SOC 2 reports are intended to meet the needs of a broad range of users that need to understand internal control at a service organization as it relates to applicable Trust Services Principles and Criteria which include security, availability, processing integrity, confidentiality and privacy trust principles.
A Type II reports on the fairness of presentation of management’s description of a service organization’s system and the suitability of the design and operating effectiveness of controls over a period of time, not just a point in time.
The SOC 2 Type II report provides a detailed review, by an independent audit firm, of Unqork’s security, availability, and confidentiality controls. Unqork undergoes annual SOC 2 Type 2 examinations to attest for those security requirements.
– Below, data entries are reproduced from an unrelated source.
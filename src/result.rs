//! Outcome and report types returned by the game.

use alloc::string::String;
use alloc::vec::Vec;

use crate::card::Card;
use crate::language::Language;

/// Result of announcing a word in the active round.
#[derive(Debug, Clone, PartialEq, Eq)]
pub struct Announcement {
    /// The normalized word, or `None` if the input was blank.
    pub word: Option<String>,
    /// Round cards that hold the word marked after the announcement.
    pub matched: usize,
    /// Cards that completed on this word, in registration order.
    pub winners: Vec<Card>,
}

impl Announcement {
    /// Returns whether the announcement produced winners and ended the game.
    #[must_use]
    pub fn has_winners(&self) -> bool {
        !self.winners.is_empty()
    }
}

/// Result of ending the active round.
#[derive(Debug, Clone, PartialEq, Eq)]
pub enum RoundEnd {
    /// Winners were found; the game is finished.
    Winners(Vec<Card>),
    /// No winners; play continues with this language.
    NextRound(Language),
    /// No winners and no rounds left; the game is finished.
    Exhausted,
}

/// Result of handling one announcer input.
#[derive(Debug, Clone, PartialEq, Eq)]
pub enum InputOutcome {
    /// A word was announced.
    Announced(Announcement),
    /// The round was ended.
    RoundEnded(RoundEnd),
    /// The game was stopped.
    Stopped,
}

/// A winning card recorded in the game history.
#[derive(Debug, Clone, PartialEq, Eq)]
pub struct WinnerRecord {
    /// The winning card id.
    pub id: String,
    /// The winning card language.
    pub language: Language,
    /// 1-based number of the game the card won.
    pub game_number: u32,
}

/// Aggregate figures over the registered cards.
#[derive(Debug, Clone, PartialEq, Eq)]
pub struct Stats {
    /// Number of registered cards.
    pub total_cards: usize,
    /// Card count per language, in canonical language order, omitting zeros.
    pub per_language: Vec<(Language, usize)>,
    /// Ids of cards that are currently winners.
    pub winners: Vec<String>,
}

/// Progress of a single card.
#[derive(Debug, Clone, PartialEq, Eq)]
pub struct CardStatus {
    /// Card id.
    pub id: String,
    /// Card language.
    pub language: Language,
    /// Marked words, sorted.
    pub marked: Vec<String>,
    /// Remaining words, sorted.
    pub remaining: Vec<String>,
    /// Whether every word is marked.
    pub is_winner: bool,
}

impl CardStatus {
    /// Builds a status snapshot of `card`.
    #[must_use]
    pub fn of(card: &Card) -> Self {
        Self {
            id: String::from(card.id()),
            language: card.language(),
            marked: card.marked().iter().cloned().collect(),
            remaining: card.remaining().into_iter().collect(),
            is_winner: card.is_winner(),
        }
    }

    /// Total words on the card.
    #[must_use]
    pub fn total(&self) -> usize {
        self.marked.len() + self.remaining.len()
    }

    /// Returns at most `limit` remaining words and whether more were cut.
    #[must_use]
    pub fn preview(&self, limit: usize) -> (&[String], bool) {
        let shown = self.remaining.len().min(limit);
        (&self.remaining[..shown], self.remaining.len() > limit)
    }
}

/// Result of registering a batch of cards.
#[derive(Debug, Clone, PartialEq, Eq, Default)]
pub struct BatchAdd {
    /// Cards added to the registry.
    pub added: usize,
    /// Ids skipped because they were already registered.
    pub duplicates: Vec<String>,
}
As per definition of the General Data Protection Regulation (GDPR) Unqork processes client data as a Data Processor, on behalf of its enterprise clients (the Data Controllers).
Our organization and platform respond to, and allow our clients to comply with privacy regulations such as the GDPR, and the California Consumer Privacy Act (CCPA).
The United States Health Insurance Portability and Accountability Act of 1996 (HIPAA) regulates the security and privacy of Protected Health Information (PHI).
Unqork abides by HIPAA security requirements, and the Unqork platform supports HIPAA compliant applications. With HIPAA compliance, customers can securely process and store protected health information (PHI) after executing a Business Associate Agreement.